Ayat 23-30: Penguatan prinsip Aqidah di sela-sela menceritakan kisah para rasul seperti pada kisah Nabi Nuh ‘alaihis salam bersama kaumnya.
وَلَقَدْ أَرْسَلْنَا نُوحًا إِلَى قَوْمِهِ فَقَالَ يَا قَوْمِ اعْبُدُوا اللَّهَ مَا لَكُمْ مِنْ إِلَهٍ غَيْرُهُ أَفَلا تَتَّقُونَ (٢٣) فَقَالَ الْمَلأ الَّذِينَ كَفَرُوا مِنْ قَوْمِهِ مَا هَذَا إِلا بَشَرٌ مِثْلُكُمْ يُرِيدُ أَنْ يَتَفَضَّلَ عَلَيْكُمْ وَلَوْ شَاءَ اللَّهُ لأنْزَلَ مَلائِكَةً مَا سَمِعْنَا بِهَذَا فِي آبَائِنَا الأوَّلِينَ (٢٤) إِنْ هُوَ إِلا رَجُلٌ بِهِ جِنَّةٌ فَتَرَبَّصُوا بِهِ حَتَّى حِينٍ (٢٥) قَالَ رَبِّ انْصُرْنِي بِمَا كَذَّبُونِ (٢٦)فَأَوْحَيْنَا إِلَيْهِ أَنِ اصْنَعِ الْفُلْكَ بِأَعْيُنِنَا وَوَحْيِنَا فَإِذَا جَاءَ أَمْرُنَا وَفَارَ التَّنُّورُ فَاسْلُكْ فِيهَا مِنْ كُلٍّ زَوْجَيْنِ اثْنَيْنِ وَأَهْلَكَ إِلا مَنْ سَبَقَ عَلَيْهِ الْقَوْلُ مِنْهُمْ وَلا تُخَاطِبْنِي فِي الَّذِينَ ظَلَمُوا إِنَّهُمْ مُغْرَقُونَ (٢٧) فَإِذَا اسْتَوَيْتَ أَنْتَ وَمَنْ مَعَكَ عَلَى الْفُلْكِ فَقُلِ الْحَمْدُ لِلَّهِ الَّذِي نَجَّانَا مِنَ الْقَوْمِ الظَّالِمِينَ (٢٨) وَقُلْ رَبِّ أَنْزِلْنِي مُنْزَلا مُبَارَكًا وَأَنْتَ خَيْرُ الْمُنْزِلِينَ (٢٩) إِنَّ فِي ذَلِكَ لآيَاتٍ وَإِنْ كُنَّا لَمُبْتَلِينَ (٣٠
Terjemah Surat Al Mu’minun Ayat 23-30
23. [1]Dan sungguh, Kami telah mengutus Nuh kepada kaumnya, lalu dia berkata, "Wahai kaumku! Sembahlah Allah, (karena) tidak ada Tuhan (yang berhak disembah) bagimu selain Dia[2]. Maka mengapa kamu tidak bertakwa (kepada-Nya)[3]?"

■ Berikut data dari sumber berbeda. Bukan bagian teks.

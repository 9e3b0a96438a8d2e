/*!
# `JPEG Line` - Greyscale
*/

use crate::{
	Color,
	ColorModel,
	JpegError,
	Native,
	Raster,
	RasterMut,
	Rectangle,
};
use std::ops::Deref;
use super::color::{
	gray16,
	gray_color,
	narrow,
};



#[derive(Debug, Clone, Eq, PartialEq)]
/// # Greyscale Image.
///
/// One byte of luma per pixel. Single-component JPEGs decode to this.
pub struct GrayImage {
	pixels: Vec<u8>,
	stride: usize,
	rect: Rectangle,
}

impl Deref for GrayImage {
	type Target = [u8];

	#[inline]
	fn deref(&self) -> &Self::Target { &self.pixels }
}

impl Raster for GrayImage {
	#[inline]
	fn bounds(&self) -> Rectangle { self.rect }

	#[inline]
	fn color_model(&self) -> ColorModel { ColorModel::Gray }

	#[inline]
	fn at(&self, x: i32, y: i32) -> Color {
		self.gray_at(x, y).map_or(Color::new(0, 0, 0, 0), |v| gray_color(u16::from(v) * 0x101))
	}

	#[inline]
	fn native(&self) -> Option<Native<'_>> { Some(Native::Gray(self)) }
}

impl RasterMut for GrayImage {
	#[inline]
	fn set(&mut self, x: i32, y: i32, color: Color) {
		self.set_gray(x, y, narrow(gray16(color)));
	}
}

impl GrayImage {
	/// # New.
	///
	/// Allocate a black image covering `rect`.
	///
	/// ## Errors
	///
	/// Returns [`JpegError::Dimensions`] if the rectangle has negative size.
	pub fn new(rect: Rectangle) -> Result<Self, JpegError> {
		let (pixels, stride) = super::alloc(rect, 1)?;
		Ok(Self { pixels, stride, rect })
	}
}

/// ## Getters.
impl GrayImage {
	#[must_use]
	/// # Stride.
	pub const fn stride(&self) -> usize { self.stride }

	#[must_use]
	/// # Pixel Offset.
	pub fn pix_offset(&self, x: i32, y: i32) -> Option<usize> {
		super::pix_offset(self.rect, self.stride, 1, x, y)
	}

	#[must_use]
	/// # Luma At.
	///
	/// Returns `None` if the point is out of bounds.
	pub fn gray_at(&self, x: i32, y: i32) -> Option<u8> {
		self.pix_offset(x, y).and_then(|i| self.pixels.get(i).copied())
	}

	#[must_use]
	/// # Row.
	pub fn row(&self, row: usize) -> Option<&[u8]> {
		let start = row.checked_mul(self.stride)?;
		self.pixels.get(start..start + self.stride)
	}

	#[must_use]
	/// # Into Raw.
	pub fn into_raw(self) -> Vec<u8> { self.pixels }
}

/// ## Setters.
impl GrayImage {
	/// # Set Luma.
	///
	/// Out-of-bounds writes are ignored.
	pub fn set_gray(&mut self, x: i32, y: i32, v: u8) {
		if let Some(px) = self.pix_offset(x, y).and_then(|i| self.pixels.get_mut(i)) {
			*px = v;
		}
	}

	/// # Row (Mutable).
	pub(crate) fn row_mut(&mut self, row: usize) -> Option<&mut [u8]> {
		let start = row.checked_mul(self.stride)?;
		self.pixels.get_mut(start..start + self.stride)
	}
}
/*!
# `JPEG Line` - Codec Engine

The actual bitstream work is done by `jpeg-decoder` and `jpeg-encoder`. This
module wraps them in a small stateful interface (begin, move scanlines,
finish) and feeds them through the [`Fill`] and [`Flush`] capabilities the
resource managers implement.
*/

mod compress;
mod decompress;

pub(crate) use compress::{
	Compress,
	CompressSettings,
	InColor,
};
pub(crate) use decompress::{
	Decompress,
	DecompressSettings,
	OutColor,
};

use crate::JpegError;
use std::io::{
	self,
	Read,
	Write,
};



/// # Fill Capability.
///
/// Implemented by source managers; the engine pulls from it.
pub(crate) trait Fill {
	/// # Fill.
	///
	/// Return the staged bytes, refilling from the stream first if nothing
	/// is left. An empty slice means the stream is done for good.
	///
	/// ## Errors
	///
	/// Stream failures are passed through.
	fn fill(&mut self) -> io::Result<&[u8]>;

	/// # Consume.
	///
	/// Mark `amt` staged bytes as used.
	fn consume(&mut self, amt: usize);
}

/// # Flush Capability.
///
/// Implemented by destination managers; the engine pushes into it.
pub(crate) trait Flush {
	/// # Stage.
	///
	/// Copy as much of `data` as fits into the staging buffer, flushing it to
	/// the stream when full, and return the number of bytes taken.
	///
	/// ## Errors
	///
	/// Stream failures are passed through.
	fn stage(&mut self, data: &[u8]) -> io::Result<usize>;

	/// # Flush Staged.
	///
	/// Push everything staged so far to the stream.
	///
	/// ## Errors
	///
	/// Stream failures are passed through.
	fn flush_staged(&mut self) -> io::Result<()>;
}



/// # Engine Reader.
///
/// Presents a [`Fill`] as a plain reader for the decoder.
pub(crate) struct Reader<'s, S>(&'s mut S);

impl<S: Fill> Read for Reader<'_, S> {
	fn read(&mut self, buf: &mut [u8]) -> io::Result<usize> {
		let staged = self.0.fill()?;
		let len = staged.len().min(buf.len());
		buf[..len].copy_from_slice(&staged[..len]);
		self.0.consume(len);
		Ok(len)
	}
}

/// # Engine Writer.
///
/// Presents a [`Flush`] as a plain writer for the encoder.
pub(crate) struct Writer<'d, D>(&'d mut D);

impl<D: Flush> Write for Writer<'_, D> {
	#[inline]
	fn write(&mut self, buf: &[u8]) -> io::Result<usize> { self.0.stage(buf) }

	#[inline]
	fn flush(&mut self) -> io::Result<()> { self.0.flush_staged() }
}



/// # Map Decoder Error.
///
/// Stream failures are reported as-is; the pipelines swap in the manager's
/// original error where there is one.
fn decode_error(err: jpeg_decoder::Error) -> JpegError {
	match err {
		jpeg_decoder::Error::Format(s) => JpegError::Format(s),
		jpeg_decoder::Error::Io(e) =>
			if e.kind() == io::ErrorKind::UnexpectedEof {
				JpegError::Format("unexpected end of stream".to_owned())
			}
			else { JpegError::Read(e) },
		e => JpegError::Codec(e.to_string()),
	}
}



#[cfg(test)]
mod tests {
	use super::*;
	use crate::{
		manager::{
			destination::DestinationManager,
			source::SourceManager,
		},
		ColorModel,
		Registry,
		SubsampleRatio,
	};

	/// # Encode Rows.
	fn encode(registry: &Registry, settings: CompressSettings, rows: &[Vec<u8>]) -> Vec<u8> {
		let mut out = Vec::new();
		let mut dst = DestinationManager::new(registry, &mut out).unwrap();
		let mut enc = Compress::begin(&mut dst, settings).unwrap();
		for row in rows { enc.write_scanline(row).unwrap(); }
		enc.finish().unwrap();
		dst.finish().unwrap();
		drop(dst);
		out
	}

	#[test]
	fn t_reader() {
		let registry = Registry::new();
		let raw: Vec<u8> = (0..=255).collect();
		let mut src = SourceManager::new(&registry, raw.as_slice()).unwrap();
		let mut reader = Reader(&mut src);

		let mut buf = [0_u8; 100];
		assert_eq!(reader.read(&mut buf).unwrap(), 100);
		assert_eq!(buf[99], 99);
		// The rest, then a run of fake end markers.
		let mut rest = Vec::new();
		reader.read_to_end(&mut rest).unwrap();
		assert_eq!(rest.len(), 156 + 2 * 64);
		assert_eq!(&rest[..156], &raw[100..]);
		assert_eq!(&rest[156..158], &[0xFF, 0xD9]);
	}

	#[test]
	fn t_writer() {
		let registry = Registry::new();
		let mut out = Vec::new();
		let mut dst = DestinationManager::new(&registry, &mut out).unwrap();
		let mut writer = Writer(&mut dst);
		writer.write_all(&[5; 5000]).unwrap();
		writer.flush().unwrap();
		drop(dst);
		assert_eq!(out, vec![5; 5000]);
	}

	#[test]
	fn t_roundtrip() {
		let registry = Registry::new();
		let rows: Vec<Vec<u8>> = (0..16_u8)
			.map(|y| (0..24_u8).map(|x| x.wrapping_mul(y)).collect())
			.collect();

		let raw = encode(&registry, CompressSettings {
			width: 8,
			height: 16,
			color: InColor::Rgb,
			quality: 90,
			sampling: SubsampleRatio::R444,
			progressive: false,
			optimize: false,
		}, &rows);
		assert_eq!(&raw[..2], &[0xFF, 0xD8]);

		let mut src = SourceManager::new(&registry, raw.as_slice()).unwrap();
		let mut dec = Decompress::begin(&mut src, DecompressSettings {
			scale: None,
			color: OutColor::Rgba,
			fancy_upsampling: true,
			block_smoothing: true,
		}).unwrap();
		assert_eq!(dec.size(), (8, 16));
		assert_eq!(dec.color_model(), ColorModel::YCbCr);

		let mut row = vec![0; 32];
		for _ in 0..16 {
			dec.read_scanline(&mut row).unwrap();
			assert!(row.chunks_exact(4).all(|px| px[3] == 255));
		}

		// One too many.
		assert!(matches!(dec.read_scanline(&mut row), Err(JpegError::Scanline)));
		dec.finish().unwrap();
		drop(src);
		assert!(registry.is_empty());
	}

	#[test]
	fn t_gray() {
		let registry = Registry::new();
		let rows: Vec<Vec<u8>> = (0..8_u8).map(|y| vec![y * 30; 8]).collect();
		let raw = encode(&registry, CompressSettings {
			width: 8,
			height: 8,
			color: InColor::Luma,
			quality: 100,
			sampling: SubsampleRatio::R444,
			progressive: true,
			optimize: true,
		}, &rows);

		let mut src = SourceManager::new(&registry, raw.as_slice()).unwrap();
		let mut dec = Decompress::begin(&mut src, DecompressSettings {
			scale: None,
			color: OutColor::Gray,
			fancy_upsampling: false,
			block_smoothing: false,
		}).unwrap();
		assert_eq!(dec.color_model(), ColorModel::Gray);

		// Rows must have the right length.
		let mut row = vec![0; 9];
		assert!(matches!(dec.read_scanline(&mut row), Err(JpegError::Scanline)));

		let mut row = vec![0; 8];
		for y in 0..8_u8 {
			dec.read_scanline(&mut row).unwrap();
			assert!(row.iter().all(|&v| v.abs_diff(y * 30) <= 1), "{y}: {row:?}");
		}
		dec.finish().unwrap();
	}

	#[test]
	fn t_scanline_misuse() {
		let registry = Registry::new();
		let mut out = Vec::new();
		let mut dst = DestinationManager::new(&registry, &mut out).unwrap();
		let settings = CompressSettings {
			width: 2,
			height: 2,
			color: InColor::Rgb,
			quality: 75,
			sampling: SubsampleRatio::R420,
			progressive: false,
			optimize: false,
		};

		// Empty and oversized images never start.
		assert!(matches!(
			Compress::begin(&mut dst, CompressSettings { width: 0, ..settings }),
			Err(JpegError::EmptyImage),
		));
		assert!(matches!(
			Compress::begin(&mut dst, CompressSettings { height: 70_000, ..settings }),
			Err(JpegError::Overflow),
		));

		let mut enc = Compress::begin(&mut dst, settings).unwrap();
		assert!(matches!(enc.write_scanline(&[0; 5]), Err(JpegError::Scanline)));
		enc.write_scanline(&[0; 6]).unwrap();

		// Not enough rows.
		assert!(matches!(enc.finish(), Err(JpegError::Scanline)));
	}

	#[test]
	fn t_not_jpeg() {
		let registry = Registry::new();
		for raw in [&b""[..], &b"\xFF\xD8"[..], &b"GIF89a"[..]] {
			let mut src = SourceManager::new(&registry, raw).unwrap();
			let res = Decompress::begin(&mut src, DecompressSettings {
				scale: None,
				color: OutColor::Rgb,
				fancy_upsampling: true,
				block_smoothing: true,
			});
			assert!(matches!(res, Err(JpegError::Format(_))), "{raw:?}");
		}
		assert!(registry.is_empty());
	}
}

24. Maka berkatalah para pemuka orang kafir dari kaumnya[4], "Orang ini tidak lain hanyalah manusia seperti kamu, yang ingin menjadi orang yang lebih mulia daripada kamu[5]. Dan seandainya Allah menghendaki, tentu Dia mengutus malaikat[6]. Belum pernah kami mendengar (seruan yang seperti) ini[7] pada masa nenek moyang kami dahulu.
25. Ia hanyalah seorang laki-laki yang gila, maka tunggulah (sabarlah) terhadapnya sampai waktu tertentu[8]."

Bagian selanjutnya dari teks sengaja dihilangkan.